Extracted records
::::

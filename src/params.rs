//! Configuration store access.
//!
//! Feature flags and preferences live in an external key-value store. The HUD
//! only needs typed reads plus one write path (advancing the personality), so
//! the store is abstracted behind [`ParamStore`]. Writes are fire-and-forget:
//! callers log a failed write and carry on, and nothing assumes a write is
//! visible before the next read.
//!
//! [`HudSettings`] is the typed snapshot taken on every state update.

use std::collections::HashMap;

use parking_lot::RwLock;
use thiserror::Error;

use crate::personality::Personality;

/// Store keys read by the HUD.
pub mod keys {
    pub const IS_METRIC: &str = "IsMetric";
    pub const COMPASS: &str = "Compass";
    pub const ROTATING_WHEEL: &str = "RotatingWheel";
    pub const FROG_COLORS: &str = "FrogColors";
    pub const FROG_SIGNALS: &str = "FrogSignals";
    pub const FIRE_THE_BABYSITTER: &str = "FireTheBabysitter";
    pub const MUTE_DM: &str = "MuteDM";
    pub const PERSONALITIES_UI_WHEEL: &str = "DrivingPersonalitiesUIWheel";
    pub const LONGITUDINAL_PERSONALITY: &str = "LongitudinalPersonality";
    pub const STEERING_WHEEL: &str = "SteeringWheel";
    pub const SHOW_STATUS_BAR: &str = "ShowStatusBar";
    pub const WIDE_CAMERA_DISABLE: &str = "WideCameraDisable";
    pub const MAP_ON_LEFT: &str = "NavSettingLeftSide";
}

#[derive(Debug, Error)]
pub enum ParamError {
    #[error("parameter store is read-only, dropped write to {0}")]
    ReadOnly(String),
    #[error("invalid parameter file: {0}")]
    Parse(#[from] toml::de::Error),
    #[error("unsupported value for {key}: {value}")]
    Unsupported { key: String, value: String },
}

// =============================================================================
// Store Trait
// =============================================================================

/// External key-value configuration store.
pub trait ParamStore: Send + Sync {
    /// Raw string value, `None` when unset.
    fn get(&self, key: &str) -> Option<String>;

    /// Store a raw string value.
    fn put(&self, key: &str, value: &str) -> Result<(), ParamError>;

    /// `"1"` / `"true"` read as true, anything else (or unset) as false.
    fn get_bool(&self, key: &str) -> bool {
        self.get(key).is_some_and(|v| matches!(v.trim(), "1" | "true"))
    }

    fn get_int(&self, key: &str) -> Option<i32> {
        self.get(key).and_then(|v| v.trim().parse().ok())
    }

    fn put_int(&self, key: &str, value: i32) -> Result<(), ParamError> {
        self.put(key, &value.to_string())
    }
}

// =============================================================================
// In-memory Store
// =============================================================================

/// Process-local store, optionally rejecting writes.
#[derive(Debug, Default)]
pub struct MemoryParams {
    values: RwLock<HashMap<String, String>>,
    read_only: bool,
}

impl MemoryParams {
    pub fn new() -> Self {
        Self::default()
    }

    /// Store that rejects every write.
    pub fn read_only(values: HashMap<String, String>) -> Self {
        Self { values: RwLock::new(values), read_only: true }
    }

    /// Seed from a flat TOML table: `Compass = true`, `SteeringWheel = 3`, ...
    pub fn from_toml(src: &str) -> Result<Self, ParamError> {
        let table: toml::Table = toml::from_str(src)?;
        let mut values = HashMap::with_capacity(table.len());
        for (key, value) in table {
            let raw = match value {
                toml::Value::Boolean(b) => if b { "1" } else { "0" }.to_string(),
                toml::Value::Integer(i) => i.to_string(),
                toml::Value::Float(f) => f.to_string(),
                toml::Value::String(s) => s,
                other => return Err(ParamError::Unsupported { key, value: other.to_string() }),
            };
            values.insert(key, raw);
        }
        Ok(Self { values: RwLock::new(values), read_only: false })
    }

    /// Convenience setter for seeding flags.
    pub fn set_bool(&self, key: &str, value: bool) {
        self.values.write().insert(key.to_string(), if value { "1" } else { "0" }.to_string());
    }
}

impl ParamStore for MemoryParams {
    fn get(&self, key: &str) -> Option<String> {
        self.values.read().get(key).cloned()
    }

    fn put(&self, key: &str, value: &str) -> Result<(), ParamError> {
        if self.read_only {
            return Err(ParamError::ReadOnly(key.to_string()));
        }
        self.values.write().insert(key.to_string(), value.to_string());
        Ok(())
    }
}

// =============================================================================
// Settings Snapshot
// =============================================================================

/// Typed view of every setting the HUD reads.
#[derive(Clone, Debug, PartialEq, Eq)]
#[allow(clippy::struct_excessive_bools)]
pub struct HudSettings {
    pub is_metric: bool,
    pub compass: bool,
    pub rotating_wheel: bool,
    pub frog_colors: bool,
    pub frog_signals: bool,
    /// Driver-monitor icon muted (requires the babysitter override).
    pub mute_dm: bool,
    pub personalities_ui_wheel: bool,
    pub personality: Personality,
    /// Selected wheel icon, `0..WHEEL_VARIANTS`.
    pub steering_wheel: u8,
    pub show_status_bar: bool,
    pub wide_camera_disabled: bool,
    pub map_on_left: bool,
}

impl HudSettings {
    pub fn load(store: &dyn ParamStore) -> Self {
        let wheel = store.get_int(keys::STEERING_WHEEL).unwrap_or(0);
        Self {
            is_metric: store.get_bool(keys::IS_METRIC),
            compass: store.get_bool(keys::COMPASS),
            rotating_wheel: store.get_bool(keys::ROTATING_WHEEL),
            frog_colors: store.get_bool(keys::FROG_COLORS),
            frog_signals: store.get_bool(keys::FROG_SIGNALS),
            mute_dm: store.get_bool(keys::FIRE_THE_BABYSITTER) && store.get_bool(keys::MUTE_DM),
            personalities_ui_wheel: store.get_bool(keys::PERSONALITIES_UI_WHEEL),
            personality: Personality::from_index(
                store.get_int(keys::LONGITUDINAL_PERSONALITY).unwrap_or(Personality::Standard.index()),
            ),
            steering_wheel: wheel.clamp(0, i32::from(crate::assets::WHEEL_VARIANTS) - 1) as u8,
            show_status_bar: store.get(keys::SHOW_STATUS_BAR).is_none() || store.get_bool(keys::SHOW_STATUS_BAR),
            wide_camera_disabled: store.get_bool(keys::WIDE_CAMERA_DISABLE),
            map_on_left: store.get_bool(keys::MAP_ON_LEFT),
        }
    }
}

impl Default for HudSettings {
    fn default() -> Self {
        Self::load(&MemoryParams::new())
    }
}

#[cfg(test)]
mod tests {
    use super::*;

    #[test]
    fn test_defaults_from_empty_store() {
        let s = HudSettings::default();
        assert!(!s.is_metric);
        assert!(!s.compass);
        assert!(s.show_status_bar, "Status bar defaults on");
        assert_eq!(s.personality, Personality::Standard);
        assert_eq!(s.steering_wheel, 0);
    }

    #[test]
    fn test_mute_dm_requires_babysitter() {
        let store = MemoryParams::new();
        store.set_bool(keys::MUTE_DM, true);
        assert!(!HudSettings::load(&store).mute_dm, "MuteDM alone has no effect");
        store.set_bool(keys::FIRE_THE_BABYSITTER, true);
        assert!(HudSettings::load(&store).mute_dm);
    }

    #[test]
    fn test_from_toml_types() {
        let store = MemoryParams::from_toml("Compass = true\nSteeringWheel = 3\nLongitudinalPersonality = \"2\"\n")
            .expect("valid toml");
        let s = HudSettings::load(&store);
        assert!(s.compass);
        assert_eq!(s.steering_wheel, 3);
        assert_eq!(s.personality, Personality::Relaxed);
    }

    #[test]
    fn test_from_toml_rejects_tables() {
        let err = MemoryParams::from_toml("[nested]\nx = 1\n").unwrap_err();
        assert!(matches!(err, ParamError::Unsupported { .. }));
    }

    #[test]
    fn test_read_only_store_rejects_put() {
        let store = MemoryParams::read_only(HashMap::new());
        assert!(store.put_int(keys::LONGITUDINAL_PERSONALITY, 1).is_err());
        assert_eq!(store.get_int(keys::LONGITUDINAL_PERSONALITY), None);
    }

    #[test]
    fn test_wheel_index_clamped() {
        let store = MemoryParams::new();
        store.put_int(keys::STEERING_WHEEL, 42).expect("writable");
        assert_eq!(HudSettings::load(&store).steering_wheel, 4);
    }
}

::::

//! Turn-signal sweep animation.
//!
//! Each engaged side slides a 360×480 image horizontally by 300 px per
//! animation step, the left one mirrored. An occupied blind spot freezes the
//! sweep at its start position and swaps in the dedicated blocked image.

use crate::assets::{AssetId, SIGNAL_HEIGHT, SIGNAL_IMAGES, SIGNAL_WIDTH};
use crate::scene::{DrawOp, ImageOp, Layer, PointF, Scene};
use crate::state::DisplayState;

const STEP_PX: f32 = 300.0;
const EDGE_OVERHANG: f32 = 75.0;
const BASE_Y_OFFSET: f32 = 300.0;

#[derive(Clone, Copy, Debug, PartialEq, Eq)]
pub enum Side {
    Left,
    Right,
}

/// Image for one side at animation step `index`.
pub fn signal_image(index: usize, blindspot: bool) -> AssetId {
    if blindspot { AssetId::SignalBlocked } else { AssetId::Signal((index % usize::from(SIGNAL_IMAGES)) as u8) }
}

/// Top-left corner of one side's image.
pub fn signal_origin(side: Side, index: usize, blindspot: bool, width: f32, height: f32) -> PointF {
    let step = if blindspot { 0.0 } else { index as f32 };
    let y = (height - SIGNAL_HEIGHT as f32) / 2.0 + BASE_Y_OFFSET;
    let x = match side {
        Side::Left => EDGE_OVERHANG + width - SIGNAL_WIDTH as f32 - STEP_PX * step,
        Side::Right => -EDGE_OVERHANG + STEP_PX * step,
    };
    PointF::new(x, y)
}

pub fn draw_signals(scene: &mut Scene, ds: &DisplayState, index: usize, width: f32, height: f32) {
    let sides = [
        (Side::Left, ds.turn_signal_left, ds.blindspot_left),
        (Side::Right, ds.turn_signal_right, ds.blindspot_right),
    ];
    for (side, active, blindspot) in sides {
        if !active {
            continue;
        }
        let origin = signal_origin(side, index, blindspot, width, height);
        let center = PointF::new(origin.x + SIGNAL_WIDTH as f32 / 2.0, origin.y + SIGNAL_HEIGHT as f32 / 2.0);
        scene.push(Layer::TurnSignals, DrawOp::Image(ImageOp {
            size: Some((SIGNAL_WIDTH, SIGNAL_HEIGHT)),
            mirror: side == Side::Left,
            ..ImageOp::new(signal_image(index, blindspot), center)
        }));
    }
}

::::

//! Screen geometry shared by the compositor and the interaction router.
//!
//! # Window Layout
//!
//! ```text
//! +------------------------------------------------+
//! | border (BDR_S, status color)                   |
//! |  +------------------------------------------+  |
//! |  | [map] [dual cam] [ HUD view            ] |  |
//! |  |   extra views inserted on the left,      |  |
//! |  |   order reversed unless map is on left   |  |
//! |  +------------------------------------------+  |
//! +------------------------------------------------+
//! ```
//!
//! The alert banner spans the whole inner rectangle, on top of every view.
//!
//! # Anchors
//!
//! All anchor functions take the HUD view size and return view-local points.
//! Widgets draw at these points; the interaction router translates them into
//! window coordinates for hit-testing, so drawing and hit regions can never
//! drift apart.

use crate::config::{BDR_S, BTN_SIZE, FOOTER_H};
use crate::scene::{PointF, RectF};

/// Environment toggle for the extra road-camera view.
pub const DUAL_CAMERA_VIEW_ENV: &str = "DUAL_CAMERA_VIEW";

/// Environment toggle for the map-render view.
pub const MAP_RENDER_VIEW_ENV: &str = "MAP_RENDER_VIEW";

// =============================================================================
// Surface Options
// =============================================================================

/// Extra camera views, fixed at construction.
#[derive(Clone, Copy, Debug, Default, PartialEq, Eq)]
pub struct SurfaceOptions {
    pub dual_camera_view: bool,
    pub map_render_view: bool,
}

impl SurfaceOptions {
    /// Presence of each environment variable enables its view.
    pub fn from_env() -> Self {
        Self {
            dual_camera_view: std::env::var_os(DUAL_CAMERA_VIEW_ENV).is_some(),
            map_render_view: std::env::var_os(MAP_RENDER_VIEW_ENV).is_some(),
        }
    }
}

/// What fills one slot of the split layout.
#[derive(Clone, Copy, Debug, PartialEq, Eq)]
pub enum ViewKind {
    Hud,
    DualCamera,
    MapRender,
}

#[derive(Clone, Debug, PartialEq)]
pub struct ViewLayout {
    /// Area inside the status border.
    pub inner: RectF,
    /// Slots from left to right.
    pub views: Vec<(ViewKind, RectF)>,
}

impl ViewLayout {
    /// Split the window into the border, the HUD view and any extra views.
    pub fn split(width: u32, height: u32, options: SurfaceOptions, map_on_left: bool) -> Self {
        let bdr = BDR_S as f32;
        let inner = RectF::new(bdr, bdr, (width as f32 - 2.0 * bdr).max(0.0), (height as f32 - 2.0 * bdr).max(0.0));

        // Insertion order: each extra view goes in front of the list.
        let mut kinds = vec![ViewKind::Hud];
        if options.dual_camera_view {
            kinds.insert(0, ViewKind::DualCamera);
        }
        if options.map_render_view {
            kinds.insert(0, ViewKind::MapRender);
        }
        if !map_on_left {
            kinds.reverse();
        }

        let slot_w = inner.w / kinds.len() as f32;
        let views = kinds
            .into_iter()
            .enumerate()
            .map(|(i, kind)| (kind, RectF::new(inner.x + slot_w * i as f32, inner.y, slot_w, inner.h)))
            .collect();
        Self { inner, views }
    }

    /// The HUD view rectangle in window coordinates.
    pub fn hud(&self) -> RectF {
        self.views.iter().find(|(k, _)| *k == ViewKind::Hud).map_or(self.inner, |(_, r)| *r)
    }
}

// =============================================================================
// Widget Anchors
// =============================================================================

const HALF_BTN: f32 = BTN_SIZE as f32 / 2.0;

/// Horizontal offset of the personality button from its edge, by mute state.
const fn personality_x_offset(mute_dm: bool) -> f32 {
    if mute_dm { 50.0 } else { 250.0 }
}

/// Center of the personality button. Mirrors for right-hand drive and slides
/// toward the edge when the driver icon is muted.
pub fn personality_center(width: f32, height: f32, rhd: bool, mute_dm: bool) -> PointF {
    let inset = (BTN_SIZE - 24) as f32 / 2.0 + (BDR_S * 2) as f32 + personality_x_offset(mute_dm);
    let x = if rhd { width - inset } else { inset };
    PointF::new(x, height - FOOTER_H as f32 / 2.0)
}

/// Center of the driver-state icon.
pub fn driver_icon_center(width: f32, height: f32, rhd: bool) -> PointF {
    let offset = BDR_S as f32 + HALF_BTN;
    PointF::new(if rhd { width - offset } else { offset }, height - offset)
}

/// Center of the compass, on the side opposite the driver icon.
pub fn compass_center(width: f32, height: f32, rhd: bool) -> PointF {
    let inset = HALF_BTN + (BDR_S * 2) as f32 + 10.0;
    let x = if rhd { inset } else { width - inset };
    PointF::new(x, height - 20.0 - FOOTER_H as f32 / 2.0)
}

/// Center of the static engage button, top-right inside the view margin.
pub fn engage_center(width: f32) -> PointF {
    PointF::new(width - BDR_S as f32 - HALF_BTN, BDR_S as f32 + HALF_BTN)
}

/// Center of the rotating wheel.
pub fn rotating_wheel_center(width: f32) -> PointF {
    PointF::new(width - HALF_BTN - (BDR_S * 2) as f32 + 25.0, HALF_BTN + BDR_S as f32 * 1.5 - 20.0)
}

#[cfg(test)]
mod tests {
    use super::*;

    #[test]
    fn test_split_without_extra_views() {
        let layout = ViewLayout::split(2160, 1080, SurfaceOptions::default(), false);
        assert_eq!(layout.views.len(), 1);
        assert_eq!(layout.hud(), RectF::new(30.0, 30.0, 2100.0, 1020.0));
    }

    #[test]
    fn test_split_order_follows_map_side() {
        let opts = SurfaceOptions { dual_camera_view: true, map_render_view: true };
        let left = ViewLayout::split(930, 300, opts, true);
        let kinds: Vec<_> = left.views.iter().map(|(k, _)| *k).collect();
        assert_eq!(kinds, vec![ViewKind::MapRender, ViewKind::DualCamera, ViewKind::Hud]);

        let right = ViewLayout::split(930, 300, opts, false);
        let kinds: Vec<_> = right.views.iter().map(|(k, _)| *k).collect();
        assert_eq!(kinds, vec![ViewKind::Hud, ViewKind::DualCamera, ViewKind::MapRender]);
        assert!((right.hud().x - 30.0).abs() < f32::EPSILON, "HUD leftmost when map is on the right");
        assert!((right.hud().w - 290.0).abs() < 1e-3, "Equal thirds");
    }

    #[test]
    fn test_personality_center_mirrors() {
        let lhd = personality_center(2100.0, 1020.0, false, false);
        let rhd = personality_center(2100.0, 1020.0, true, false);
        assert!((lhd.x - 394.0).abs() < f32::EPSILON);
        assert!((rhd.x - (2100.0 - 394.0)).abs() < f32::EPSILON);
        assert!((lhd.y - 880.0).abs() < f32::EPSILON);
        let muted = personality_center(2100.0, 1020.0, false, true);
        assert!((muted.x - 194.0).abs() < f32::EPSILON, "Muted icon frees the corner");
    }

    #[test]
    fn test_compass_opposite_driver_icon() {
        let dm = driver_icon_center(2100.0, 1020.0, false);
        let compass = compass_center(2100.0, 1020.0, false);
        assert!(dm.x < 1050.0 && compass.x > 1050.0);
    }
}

::::

Activity>
Output the lines of the records above exactly as they appear, from the line containing "filename src/params.rs" through the line containing "the store is".

Output for this exercise>
filename src/params.rs
//! Configuration store access.
//!
//! Feature flags and preferences live in an external key-value store. The HUD
//! only needs typed reads plus one write path (advancing the personality), so
//! the store is abstracted behind [`ParamStore`]. Writes are fire-and-forget:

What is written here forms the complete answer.